■ Exercise brief
From the records below, copy each line in which the string "virtual" occurs.

• • • •

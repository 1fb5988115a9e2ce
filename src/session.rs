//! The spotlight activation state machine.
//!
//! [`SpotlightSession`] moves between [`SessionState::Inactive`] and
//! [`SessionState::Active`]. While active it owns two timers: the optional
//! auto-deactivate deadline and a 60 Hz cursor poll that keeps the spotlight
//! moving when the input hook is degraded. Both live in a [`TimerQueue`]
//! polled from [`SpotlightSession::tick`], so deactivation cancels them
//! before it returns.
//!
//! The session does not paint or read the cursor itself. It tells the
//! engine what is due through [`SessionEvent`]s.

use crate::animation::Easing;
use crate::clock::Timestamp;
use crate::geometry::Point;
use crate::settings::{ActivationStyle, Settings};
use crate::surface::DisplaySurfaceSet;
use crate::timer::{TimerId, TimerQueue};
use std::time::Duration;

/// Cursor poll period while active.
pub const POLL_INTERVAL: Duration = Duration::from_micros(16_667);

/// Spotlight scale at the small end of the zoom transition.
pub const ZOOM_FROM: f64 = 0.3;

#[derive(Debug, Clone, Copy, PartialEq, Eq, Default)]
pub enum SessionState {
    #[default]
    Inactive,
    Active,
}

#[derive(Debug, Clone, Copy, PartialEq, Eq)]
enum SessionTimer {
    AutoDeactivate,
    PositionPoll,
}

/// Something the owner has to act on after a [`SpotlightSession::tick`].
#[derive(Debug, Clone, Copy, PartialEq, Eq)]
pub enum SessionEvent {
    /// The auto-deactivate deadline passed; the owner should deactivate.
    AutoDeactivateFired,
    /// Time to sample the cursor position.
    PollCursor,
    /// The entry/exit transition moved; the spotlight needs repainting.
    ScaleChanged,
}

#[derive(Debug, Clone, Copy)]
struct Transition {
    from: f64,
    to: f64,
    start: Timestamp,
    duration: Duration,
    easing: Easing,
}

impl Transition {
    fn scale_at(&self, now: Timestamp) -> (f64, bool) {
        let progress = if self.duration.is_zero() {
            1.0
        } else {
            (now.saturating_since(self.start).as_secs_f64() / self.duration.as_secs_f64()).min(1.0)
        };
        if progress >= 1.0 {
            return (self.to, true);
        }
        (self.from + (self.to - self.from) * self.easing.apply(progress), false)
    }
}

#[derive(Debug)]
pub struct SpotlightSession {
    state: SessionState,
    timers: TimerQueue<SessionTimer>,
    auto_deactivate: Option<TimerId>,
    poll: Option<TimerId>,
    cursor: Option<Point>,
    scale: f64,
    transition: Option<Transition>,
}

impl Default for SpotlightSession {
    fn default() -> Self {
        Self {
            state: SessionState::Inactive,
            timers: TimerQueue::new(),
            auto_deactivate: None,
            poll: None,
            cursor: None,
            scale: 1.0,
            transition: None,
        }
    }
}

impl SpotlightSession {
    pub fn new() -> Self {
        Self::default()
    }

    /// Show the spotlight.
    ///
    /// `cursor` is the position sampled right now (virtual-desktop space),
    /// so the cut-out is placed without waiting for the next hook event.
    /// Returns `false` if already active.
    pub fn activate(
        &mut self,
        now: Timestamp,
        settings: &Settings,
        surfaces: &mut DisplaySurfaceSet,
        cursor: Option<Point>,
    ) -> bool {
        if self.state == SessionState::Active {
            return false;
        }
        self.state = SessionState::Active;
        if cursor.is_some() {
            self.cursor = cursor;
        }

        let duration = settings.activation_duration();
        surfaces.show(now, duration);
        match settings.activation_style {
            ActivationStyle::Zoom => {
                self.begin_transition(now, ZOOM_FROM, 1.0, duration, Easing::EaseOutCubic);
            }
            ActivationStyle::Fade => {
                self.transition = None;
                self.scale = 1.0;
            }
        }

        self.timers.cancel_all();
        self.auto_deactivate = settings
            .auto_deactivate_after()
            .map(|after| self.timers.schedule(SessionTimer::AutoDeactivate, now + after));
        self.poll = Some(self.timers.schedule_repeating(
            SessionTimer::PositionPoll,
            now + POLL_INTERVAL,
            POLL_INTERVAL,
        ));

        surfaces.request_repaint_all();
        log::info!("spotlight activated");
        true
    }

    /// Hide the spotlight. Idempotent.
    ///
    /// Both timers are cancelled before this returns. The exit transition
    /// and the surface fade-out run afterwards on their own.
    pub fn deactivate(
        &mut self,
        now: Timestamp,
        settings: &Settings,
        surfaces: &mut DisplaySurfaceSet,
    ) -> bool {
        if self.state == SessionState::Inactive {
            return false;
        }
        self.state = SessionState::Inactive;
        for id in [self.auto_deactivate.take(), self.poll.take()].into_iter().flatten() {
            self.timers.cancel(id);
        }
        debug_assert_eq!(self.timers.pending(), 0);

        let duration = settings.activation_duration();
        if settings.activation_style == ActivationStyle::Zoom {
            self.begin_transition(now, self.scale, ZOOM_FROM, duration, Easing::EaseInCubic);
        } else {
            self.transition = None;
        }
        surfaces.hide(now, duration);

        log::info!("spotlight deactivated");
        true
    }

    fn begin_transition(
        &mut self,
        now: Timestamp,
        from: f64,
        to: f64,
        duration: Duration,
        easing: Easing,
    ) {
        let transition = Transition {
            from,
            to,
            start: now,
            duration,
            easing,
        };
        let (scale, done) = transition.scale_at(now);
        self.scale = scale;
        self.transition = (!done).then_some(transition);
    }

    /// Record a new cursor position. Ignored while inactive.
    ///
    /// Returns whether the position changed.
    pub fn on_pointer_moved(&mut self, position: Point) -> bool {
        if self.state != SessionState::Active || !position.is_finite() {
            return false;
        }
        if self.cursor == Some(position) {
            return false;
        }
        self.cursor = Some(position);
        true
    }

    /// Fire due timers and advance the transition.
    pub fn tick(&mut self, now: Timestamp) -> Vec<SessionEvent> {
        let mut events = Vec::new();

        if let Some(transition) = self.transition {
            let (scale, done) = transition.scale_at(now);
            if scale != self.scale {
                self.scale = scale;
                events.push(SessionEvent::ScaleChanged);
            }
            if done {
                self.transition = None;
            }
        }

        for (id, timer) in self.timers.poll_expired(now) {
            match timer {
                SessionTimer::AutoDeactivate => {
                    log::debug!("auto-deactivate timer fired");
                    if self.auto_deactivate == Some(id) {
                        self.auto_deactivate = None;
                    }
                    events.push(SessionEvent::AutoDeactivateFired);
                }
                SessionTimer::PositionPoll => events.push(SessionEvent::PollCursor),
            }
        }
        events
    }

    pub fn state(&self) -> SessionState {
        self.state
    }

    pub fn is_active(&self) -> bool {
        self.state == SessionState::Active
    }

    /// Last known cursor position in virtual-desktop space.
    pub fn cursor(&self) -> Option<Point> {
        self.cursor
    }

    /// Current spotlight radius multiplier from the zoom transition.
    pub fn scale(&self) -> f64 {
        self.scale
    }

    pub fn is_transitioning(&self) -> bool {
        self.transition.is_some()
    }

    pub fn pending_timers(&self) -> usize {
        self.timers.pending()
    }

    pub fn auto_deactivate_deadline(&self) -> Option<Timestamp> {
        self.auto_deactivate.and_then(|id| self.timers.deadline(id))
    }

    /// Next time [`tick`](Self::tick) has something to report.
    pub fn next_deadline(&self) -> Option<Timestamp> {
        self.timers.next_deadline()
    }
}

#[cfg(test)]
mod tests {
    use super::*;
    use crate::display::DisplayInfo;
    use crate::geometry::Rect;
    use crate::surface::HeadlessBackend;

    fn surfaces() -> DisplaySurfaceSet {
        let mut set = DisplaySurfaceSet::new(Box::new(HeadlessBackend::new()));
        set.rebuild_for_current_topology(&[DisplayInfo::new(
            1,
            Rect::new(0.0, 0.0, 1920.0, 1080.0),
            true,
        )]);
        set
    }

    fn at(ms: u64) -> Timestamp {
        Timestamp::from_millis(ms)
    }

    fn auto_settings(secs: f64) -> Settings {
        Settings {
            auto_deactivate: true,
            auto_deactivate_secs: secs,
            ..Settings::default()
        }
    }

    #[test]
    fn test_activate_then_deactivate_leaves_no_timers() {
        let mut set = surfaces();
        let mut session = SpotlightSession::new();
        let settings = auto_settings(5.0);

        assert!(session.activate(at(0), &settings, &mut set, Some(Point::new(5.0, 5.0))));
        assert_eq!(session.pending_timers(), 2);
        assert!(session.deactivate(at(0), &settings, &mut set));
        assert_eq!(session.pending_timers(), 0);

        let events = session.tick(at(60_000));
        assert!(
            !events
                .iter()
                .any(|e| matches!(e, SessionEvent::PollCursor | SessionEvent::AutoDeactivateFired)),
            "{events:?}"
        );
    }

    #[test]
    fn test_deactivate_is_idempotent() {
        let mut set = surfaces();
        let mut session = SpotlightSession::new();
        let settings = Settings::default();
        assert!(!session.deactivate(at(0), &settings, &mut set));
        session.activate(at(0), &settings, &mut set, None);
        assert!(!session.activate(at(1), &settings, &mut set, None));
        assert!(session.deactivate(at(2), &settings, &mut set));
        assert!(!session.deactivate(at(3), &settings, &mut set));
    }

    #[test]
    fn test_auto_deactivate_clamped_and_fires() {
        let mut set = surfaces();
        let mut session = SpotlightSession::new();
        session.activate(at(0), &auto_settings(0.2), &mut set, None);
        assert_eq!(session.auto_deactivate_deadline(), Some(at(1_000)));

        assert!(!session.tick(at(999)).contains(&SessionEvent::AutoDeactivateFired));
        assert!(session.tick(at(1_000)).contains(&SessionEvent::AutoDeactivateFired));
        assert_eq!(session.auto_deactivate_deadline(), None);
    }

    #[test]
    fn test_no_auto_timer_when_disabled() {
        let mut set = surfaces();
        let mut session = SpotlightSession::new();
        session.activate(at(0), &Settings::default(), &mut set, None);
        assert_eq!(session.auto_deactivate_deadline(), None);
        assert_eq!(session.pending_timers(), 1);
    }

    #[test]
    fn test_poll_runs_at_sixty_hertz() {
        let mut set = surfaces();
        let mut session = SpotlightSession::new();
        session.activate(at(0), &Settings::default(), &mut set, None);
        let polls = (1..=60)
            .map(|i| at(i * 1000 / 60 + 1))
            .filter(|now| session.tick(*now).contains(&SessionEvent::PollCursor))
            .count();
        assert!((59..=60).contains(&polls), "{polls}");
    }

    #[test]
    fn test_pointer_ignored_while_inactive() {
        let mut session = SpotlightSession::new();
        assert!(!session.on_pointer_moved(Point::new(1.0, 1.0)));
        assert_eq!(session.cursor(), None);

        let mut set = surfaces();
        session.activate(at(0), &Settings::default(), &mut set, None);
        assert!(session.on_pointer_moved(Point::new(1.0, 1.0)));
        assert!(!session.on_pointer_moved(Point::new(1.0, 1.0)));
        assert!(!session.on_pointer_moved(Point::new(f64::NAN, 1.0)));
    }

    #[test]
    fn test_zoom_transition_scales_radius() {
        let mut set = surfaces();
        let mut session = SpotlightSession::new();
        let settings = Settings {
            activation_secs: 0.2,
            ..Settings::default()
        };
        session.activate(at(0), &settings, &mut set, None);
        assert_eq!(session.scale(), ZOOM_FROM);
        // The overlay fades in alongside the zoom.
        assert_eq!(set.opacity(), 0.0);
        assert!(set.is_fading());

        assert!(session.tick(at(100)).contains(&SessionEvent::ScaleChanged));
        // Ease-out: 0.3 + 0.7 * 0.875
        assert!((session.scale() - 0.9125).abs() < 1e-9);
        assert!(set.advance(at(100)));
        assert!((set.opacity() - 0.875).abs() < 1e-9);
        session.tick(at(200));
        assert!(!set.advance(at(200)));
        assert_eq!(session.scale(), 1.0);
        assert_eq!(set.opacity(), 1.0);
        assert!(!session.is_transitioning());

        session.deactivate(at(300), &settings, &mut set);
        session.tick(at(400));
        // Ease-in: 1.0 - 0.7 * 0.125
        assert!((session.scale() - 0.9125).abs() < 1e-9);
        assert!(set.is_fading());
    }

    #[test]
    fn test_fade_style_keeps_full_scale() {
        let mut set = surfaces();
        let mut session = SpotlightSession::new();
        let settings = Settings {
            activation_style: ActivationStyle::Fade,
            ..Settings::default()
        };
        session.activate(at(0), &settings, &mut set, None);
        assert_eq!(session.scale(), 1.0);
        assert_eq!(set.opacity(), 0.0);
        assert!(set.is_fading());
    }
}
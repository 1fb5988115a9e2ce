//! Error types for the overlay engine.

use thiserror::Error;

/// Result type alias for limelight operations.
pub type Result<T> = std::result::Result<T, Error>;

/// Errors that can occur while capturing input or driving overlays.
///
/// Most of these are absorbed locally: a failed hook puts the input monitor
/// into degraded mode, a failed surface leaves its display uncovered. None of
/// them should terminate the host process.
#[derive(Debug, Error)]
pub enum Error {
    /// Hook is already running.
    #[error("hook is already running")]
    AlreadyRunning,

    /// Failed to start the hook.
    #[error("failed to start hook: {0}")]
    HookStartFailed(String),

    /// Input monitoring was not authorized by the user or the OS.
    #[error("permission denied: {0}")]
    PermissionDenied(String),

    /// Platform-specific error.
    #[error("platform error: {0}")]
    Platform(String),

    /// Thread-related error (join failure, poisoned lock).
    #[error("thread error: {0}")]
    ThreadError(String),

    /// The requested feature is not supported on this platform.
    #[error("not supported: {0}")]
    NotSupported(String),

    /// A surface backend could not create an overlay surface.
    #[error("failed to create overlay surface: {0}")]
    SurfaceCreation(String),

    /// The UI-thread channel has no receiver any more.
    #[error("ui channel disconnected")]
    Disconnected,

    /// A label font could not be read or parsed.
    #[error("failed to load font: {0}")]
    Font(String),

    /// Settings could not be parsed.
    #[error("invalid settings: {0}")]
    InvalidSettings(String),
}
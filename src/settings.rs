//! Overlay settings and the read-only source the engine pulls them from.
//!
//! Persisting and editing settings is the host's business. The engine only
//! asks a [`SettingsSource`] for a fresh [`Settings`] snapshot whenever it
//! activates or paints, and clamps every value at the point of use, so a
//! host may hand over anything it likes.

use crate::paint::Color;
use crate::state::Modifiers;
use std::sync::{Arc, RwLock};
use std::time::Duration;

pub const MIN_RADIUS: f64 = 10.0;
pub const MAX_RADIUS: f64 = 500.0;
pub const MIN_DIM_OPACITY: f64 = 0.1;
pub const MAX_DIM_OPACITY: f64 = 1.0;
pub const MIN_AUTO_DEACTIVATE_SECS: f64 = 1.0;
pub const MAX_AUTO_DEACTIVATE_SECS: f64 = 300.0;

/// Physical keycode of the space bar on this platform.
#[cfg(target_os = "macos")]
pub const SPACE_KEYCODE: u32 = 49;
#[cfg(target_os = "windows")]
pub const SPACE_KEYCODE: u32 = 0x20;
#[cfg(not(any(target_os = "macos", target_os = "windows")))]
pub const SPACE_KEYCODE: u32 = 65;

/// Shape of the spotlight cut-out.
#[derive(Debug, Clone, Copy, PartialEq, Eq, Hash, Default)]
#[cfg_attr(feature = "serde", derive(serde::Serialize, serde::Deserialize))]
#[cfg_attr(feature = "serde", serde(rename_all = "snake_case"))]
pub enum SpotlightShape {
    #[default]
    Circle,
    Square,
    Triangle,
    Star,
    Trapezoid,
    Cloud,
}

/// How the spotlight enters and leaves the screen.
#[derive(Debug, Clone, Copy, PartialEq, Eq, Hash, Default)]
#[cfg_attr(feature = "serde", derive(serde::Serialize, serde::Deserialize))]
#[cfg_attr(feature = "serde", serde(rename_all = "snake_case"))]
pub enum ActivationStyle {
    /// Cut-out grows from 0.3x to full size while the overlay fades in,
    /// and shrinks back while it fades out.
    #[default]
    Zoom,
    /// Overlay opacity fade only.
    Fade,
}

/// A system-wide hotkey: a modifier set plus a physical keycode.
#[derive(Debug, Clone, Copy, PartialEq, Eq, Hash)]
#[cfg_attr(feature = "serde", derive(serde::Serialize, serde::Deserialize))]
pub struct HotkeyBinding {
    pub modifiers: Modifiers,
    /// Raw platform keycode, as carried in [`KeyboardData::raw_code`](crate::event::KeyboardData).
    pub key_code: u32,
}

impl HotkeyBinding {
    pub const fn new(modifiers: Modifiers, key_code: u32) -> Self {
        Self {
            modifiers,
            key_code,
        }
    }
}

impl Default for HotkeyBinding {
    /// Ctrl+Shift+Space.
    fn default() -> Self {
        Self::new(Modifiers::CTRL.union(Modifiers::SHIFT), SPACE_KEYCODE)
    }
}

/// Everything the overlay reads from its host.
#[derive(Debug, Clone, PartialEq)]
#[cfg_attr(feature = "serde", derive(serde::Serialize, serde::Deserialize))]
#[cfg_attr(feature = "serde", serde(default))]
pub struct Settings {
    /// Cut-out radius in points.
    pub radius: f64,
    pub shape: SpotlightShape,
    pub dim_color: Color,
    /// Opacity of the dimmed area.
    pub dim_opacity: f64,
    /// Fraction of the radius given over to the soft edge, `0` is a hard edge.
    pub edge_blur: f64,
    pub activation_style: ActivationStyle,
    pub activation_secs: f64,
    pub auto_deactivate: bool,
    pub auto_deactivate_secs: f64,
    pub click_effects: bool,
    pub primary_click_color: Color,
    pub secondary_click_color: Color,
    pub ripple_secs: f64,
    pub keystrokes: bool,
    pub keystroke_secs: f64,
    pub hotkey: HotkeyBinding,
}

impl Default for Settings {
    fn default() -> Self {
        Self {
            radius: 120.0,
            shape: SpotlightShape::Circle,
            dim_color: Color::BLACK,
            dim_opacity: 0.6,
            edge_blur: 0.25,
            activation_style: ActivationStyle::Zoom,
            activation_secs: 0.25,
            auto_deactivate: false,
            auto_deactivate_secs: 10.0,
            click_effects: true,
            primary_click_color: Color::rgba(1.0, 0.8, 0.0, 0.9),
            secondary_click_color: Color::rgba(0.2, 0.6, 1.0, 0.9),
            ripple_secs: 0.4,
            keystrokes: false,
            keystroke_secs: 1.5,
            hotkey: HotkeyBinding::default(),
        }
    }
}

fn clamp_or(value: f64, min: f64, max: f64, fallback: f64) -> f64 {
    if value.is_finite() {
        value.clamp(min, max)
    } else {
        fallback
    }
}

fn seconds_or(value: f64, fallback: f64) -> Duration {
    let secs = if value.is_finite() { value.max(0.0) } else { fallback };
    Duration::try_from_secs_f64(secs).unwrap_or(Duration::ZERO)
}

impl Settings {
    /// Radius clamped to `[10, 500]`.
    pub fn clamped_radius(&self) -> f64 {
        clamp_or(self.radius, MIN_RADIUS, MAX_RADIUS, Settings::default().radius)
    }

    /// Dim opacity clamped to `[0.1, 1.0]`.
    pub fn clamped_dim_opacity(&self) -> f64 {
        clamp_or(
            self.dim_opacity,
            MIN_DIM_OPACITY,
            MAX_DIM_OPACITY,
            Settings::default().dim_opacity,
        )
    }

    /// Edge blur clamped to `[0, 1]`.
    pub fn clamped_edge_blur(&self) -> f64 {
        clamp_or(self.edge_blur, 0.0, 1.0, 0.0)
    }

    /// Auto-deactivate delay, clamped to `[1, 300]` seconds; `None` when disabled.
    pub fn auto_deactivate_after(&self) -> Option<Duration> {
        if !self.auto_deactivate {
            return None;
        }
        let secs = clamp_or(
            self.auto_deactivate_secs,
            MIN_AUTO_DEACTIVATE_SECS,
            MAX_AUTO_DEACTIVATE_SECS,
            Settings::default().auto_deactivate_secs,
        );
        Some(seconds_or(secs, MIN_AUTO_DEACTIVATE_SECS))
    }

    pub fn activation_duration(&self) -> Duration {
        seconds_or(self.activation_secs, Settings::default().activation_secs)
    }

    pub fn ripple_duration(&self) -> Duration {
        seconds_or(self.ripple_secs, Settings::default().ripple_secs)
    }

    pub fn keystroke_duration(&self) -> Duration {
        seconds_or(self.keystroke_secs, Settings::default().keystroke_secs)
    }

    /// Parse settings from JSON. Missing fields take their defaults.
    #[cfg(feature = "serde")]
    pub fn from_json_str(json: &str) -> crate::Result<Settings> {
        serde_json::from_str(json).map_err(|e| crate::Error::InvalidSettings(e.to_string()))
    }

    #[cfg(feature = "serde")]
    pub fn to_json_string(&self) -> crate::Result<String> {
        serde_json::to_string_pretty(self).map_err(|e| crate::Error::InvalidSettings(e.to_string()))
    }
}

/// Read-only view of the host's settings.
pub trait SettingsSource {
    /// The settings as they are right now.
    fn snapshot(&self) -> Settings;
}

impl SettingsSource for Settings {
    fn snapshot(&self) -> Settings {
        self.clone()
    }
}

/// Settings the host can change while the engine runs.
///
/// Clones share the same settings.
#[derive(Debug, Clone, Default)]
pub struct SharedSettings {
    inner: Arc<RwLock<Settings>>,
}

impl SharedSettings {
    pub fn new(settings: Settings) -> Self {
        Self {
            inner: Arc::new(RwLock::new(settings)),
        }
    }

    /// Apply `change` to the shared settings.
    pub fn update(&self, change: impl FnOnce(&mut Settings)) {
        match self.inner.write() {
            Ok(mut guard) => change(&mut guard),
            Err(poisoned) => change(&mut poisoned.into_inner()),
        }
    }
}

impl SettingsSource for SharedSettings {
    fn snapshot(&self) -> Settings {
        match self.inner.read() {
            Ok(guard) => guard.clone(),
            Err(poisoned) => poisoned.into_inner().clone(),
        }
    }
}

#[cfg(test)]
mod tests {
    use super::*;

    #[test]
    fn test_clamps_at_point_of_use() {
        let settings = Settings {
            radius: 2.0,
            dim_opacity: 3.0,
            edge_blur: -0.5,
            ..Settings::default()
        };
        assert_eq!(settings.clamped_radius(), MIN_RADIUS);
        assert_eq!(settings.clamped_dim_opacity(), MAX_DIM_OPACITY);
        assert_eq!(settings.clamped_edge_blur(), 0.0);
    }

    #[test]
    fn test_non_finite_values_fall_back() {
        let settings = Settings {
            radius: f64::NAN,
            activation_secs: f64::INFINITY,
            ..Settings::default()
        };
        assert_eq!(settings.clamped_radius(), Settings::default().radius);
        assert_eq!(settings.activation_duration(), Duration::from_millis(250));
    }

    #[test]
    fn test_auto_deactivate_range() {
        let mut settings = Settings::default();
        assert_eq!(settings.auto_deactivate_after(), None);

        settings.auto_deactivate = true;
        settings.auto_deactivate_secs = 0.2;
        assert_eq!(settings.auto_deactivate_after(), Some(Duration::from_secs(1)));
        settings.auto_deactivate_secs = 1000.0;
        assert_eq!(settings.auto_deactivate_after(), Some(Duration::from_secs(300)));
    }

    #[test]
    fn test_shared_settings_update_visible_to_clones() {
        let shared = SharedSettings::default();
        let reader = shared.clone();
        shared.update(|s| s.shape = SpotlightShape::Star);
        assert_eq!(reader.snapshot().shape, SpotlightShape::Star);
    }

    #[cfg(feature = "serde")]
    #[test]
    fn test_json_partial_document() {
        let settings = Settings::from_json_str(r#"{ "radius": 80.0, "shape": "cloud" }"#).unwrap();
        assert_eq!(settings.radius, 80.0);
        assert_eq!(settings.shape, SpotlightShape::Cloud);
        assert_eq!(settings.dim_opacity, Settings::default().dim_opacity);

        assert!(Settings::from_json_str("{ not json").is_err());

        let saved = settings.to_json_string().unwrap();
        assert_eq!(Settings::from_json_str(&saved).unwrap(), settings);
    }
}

• • • •

■ Solution to this task
    /// `cursor` is the position sampled right now (virtual-desktop space),
    /// Last known cursor position in virtual-desktop space.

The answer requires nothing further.